Men's College World Series Most Outstanding Player
- Awarded for: Best player in the Men's College World Series
- Country: United States

History
- First award: 1949–present
- Most recent: Jaxon Willits, Oklahoma

= College World Series Most Outstanding Player =

Award

The Men's College World Series Most Outstanding Player is an award for the best individual performance during the NCAA Division I Men's College World Series (Note: While the event's official name has been "Men's College World Series" since no later than 2008, the NCAA did not use "Men's" in the event branding until 2022.) (MCWS) in Omaha, Nebraska.

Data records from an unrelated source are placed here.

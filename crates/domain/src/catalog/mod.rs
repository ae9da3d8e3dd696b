//! Deliverable Catalog - static registry of kinds, stage sequences and checklists
//!
//! Every kind owns a fixed, ordered stage sequence. The set of kinds is closed,
//! so an unknown kind can only appear at a parsing boundary.

mod templates;

pub use templates::{tasks_for, TaskTemplate};

use crate::errors::{DomainError, DomainResult};
use serde::{Deserialize, Serialize};
use std::fmt;
use std::str::FromStr;

/// Category of research output
#[derive(Debug, Clone, Copy, PartialEq, Eq, Hash, Serialize, Deserialize)]
#[serde(rename_all = "snake_case")]
pub enum DeliverableKind {
    Paper,
    BlogPost,
    FundingApplication,
    HackathonProject,
}

/// Lifecycle phase of a deliverable
#[derive(Debug, Clone, Copy, PartialEq, Eq, Hash, Serialize, Deserialize)]
#[serde(rename_all = "snake_case")]
pub enum Stage {
    Overview,
    Research,
    Writing,
    Review,
    Final,
    Drafting,
    Editing,
    Publish,
    Proposal,
    Budget,
    Submission,
    Build,
    Demo,
}

const PAPER_STAGES: &[Stage] = &[
    Stage::Overview,
    Stage::Research,
    Stage::Writing,
    Stage::Review,
    Stage::Final,
];

const BLOG_POST_STAGES: &[Stage] = &[
    Stage::Overview,
    Stage::Drafting,
    Stage::Editing,
    Stage::Publish,
];

const FUNDING_APPLICATION_STAGES: &[Stage] = &[
    Stage::Overview,
    Stage::Proposal,
    Stage::Budget,
    Stage::Submission,
];

const HACKATHON_PROJECT_STAGES: &[Stage] = &[Stage::Overview, Stage::Build, Stage::Demo];

impl DeliverableKind {
    /// All kinds, in the order a research project family is created
    pub const ALL: [DeliverableKind; 4] = [
        DeliverableKind::Paper,
        DeliverableKind::BlogPost,
        DeliverableKind::FundingApplication,
        DeliverableKind::HackathonProject,
    ];

    /// Stored identifier
    pub fn as_str(&self) -> &'static str {
        match self {
            DeliverableKind::Paper => "paper",
            DeliverableKind::BlogPost => "blog_post",
            DeliverableKind::FundingApplication => "funding_application",
            DeliverableKind::HackathonProject => "hackathon_project",
        }
    }

    /// Human readable label, used as the title suffix of sibling projects
    pub fn label(&self) -> &'static str {
        match self {
            DeliverableKind::Paper => "Research Paper",
            DeliverableKind::BlogPost => "Blog Post",
            DeliverableKind::FundingApplication => "Funding Application",
            DeliverableKind::HackathonProject => "Hackathon Project",
        }
    }

    /// Ordered stage sequence
    pub fn stages(&self) -> &'static [Stage] {
        match self {
            DeliverableKind::Paper => PAPER_STAGES,
            DeliverableKind::BlogPost => BLOG_POST_STAGES,
            DeliverableKind::FundingApplication => FUNDING_APPLICATION_STAGES,
            DeliverableKind::HackathonProject => HACKATHON_PROJECT_STAGES,
        }
    }

    pub fn first_stage(&self) -> Stage {
        self.stages()[0]
    }

    pub fn final_stage(&self) -> Stage {
        self.stages()[self.stages().len() - 1]
    }

    pub fn contains(&self, stage: Stage) -> bool {
        self.stages().contains(&stage)
    }

    /// Position of `stage` in the sequence
    pub fn stage_index(&self, stage: Stage) -> DomainResult<usize> {
        self.stages()
            .iter()
            .position(|s| *s == stage)
            .ok_or(DomainError::StageNotInSequence { kind: *self, stage })
    }

    pub fn parse_str(s: &str) -> DomainResult<Self> {
        match s.trim().to_lowercase().as_str() {
            "paper" => Ok(DeliverableKind::Paper),
            "blog_post" => Ok(DeliverableKind::BlogPost),
            "funding_application" => Ok(DeliverableKind::FundingApplication),
            "hackathon_project" => Ok(DeliverableKind::HackathonProject),
            _ => Err(DomainError::InvalidKind(s.to_string())),
        }
    }
}

impl fmt::Display for DeliverableKind {
    fn fmt(&self, f: &mut fmt::Formatter<'_>) -> fmt::Result {
        f.write_str(self.as_str())
    }
}

impl FromStr for DeliverableKind {
    type Err = DomainError;

    fn from_str(s: &str) -> Result<Self, Self::Err> {
        DeliverableKind::parse_str(s)
    }
}

impl Stage {
    pub fn as_str(&self) -> &'static str {
        match self {
            Stage::Overview => "overview",
            Stage::Research => "research",
            Stage::Writing => "writing",
            Stage::Review => "review",
            Stage::Final => "final",
            Stage::Drafting => "drafting",
            Stage::Editing => "editing",
            Stage::Publish => "publish",
            Stage::Proposal => "proposal",
            Stage::Budget => "budget",
            Stage::Submission => "submission",
            Stage::Build => "build",
            Stage::Demo => "demo",
        }
    }

    /// Capitalized name for headings ("Overview Stage")
    pub fn title(&self) -> String {
        let name = self.as_str();
        let mut chars = name.chars();
        match chars.next() {
            Some(first) => first.to_uppercase().chain(chars).collect(),
            None => String::new(),
        }
    }

    pub fn parse_str(s: &str) -> DomainResult<Self> {
        let stage = match s.trim().to_lowercase().as_str() {
            "overview" => Stage::Overview,
            "research" => Stage::Research,
            "writing" => Stage::Writing,
            "review" => Stage::Review,
            "final" => Stage::Final,
            "drafting" => Stage::Drafting,
            "editing" => Stage::Editing,
            "publish" => Stage::Publish,
            "proposal" => Stage::Proposal,
            "budget" => Stage::Budget,
            "submission" => Stage::Submission,
            "build" => Stage::Build,
            "demo" => Stage::Demo,
            _ => return Err(DomainError::InvalidStage(s.to_string())),
        };
        Ok(stage)
    }
}

impl fmt::Display for Stage {
    fn fmt(&self, f: &mut fmt::Formatter<'_>) -> fmt::Result {
        f.write_str(self.as_str())
    }
}

impl FromStr for Stage {
    type Err = DomainError;

    fn from_str(s: &str) -> Result<Self, Self::Err> {
        Stage::parse_str(s)
    }
}

#[cfg(test)]
mod tests {
    use super::*;

    #[test]
    fn test_paper_sequence() {
        let names: Vec<&str> = DeliverableKind::Paper
            .stages()
            .iter()
            .map(Stage::as_str)
            .collect();
        assert_eq!(names, ["overview", "research", "writing", "review", "final"]);
        assert_eq!(DeliverableKind::Paper.first_stage(), Stage::Overview);
        assert_eq!(DeliverableKind::Paper.final_stage(), Stage::Final);
    }

    #[test]
    fn test_every_kind_starts_at_overview() {
        for kind in DeliverableKind::ALL {
            assert_eq!(kind.first_stage(), Stage::Overview, "{kind}");
            assert!(kind.stages().len() >= 2);
        }
    }

    #[test]
    fn test_stage_index() {
        let kind = DeliverableKind::BlogPost;
        assert_eq!(kind.stage_index(Stage::Editing).unwrap(), 2);
        assert_eq!(
            kind.stage_index(Stage::Research),
            Err(DomainError::StageNotInSequence {
                kind,
                stage: Stage::Research
            })
        );
    }

    #[test]
    fn test_round_trip_names() {
        for kind in DeliverableKind::ALL {
            assert_eq!(kind.as_str().parse::<DeliverableKind>().unwrap(), kind);
            for stage in kind.stages() {
                assert_eq!(stage.as_str().parse::<Stage>().unwrap(), *stage);
            }
        }
        assert!("poster".parse::<DeliverableKind>().is_err());
    }

    #[test]
    fn test_stage_title() {
        assert_eq!(Stage::Overview.title(), "Overview");
        assert_eq!(Stage::Demo.title(), "Demo");
    }
}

The recipient of the award is announced at the completion of the MCWS Championship Series. The award is similar to Major League Baseball's World Series Most Valuable Player award. Division II introduced their own Most Outstanding Player award for their inaugural tournament in 1968 while Division III also has their own Most Outstanding Player for their baseball tournament.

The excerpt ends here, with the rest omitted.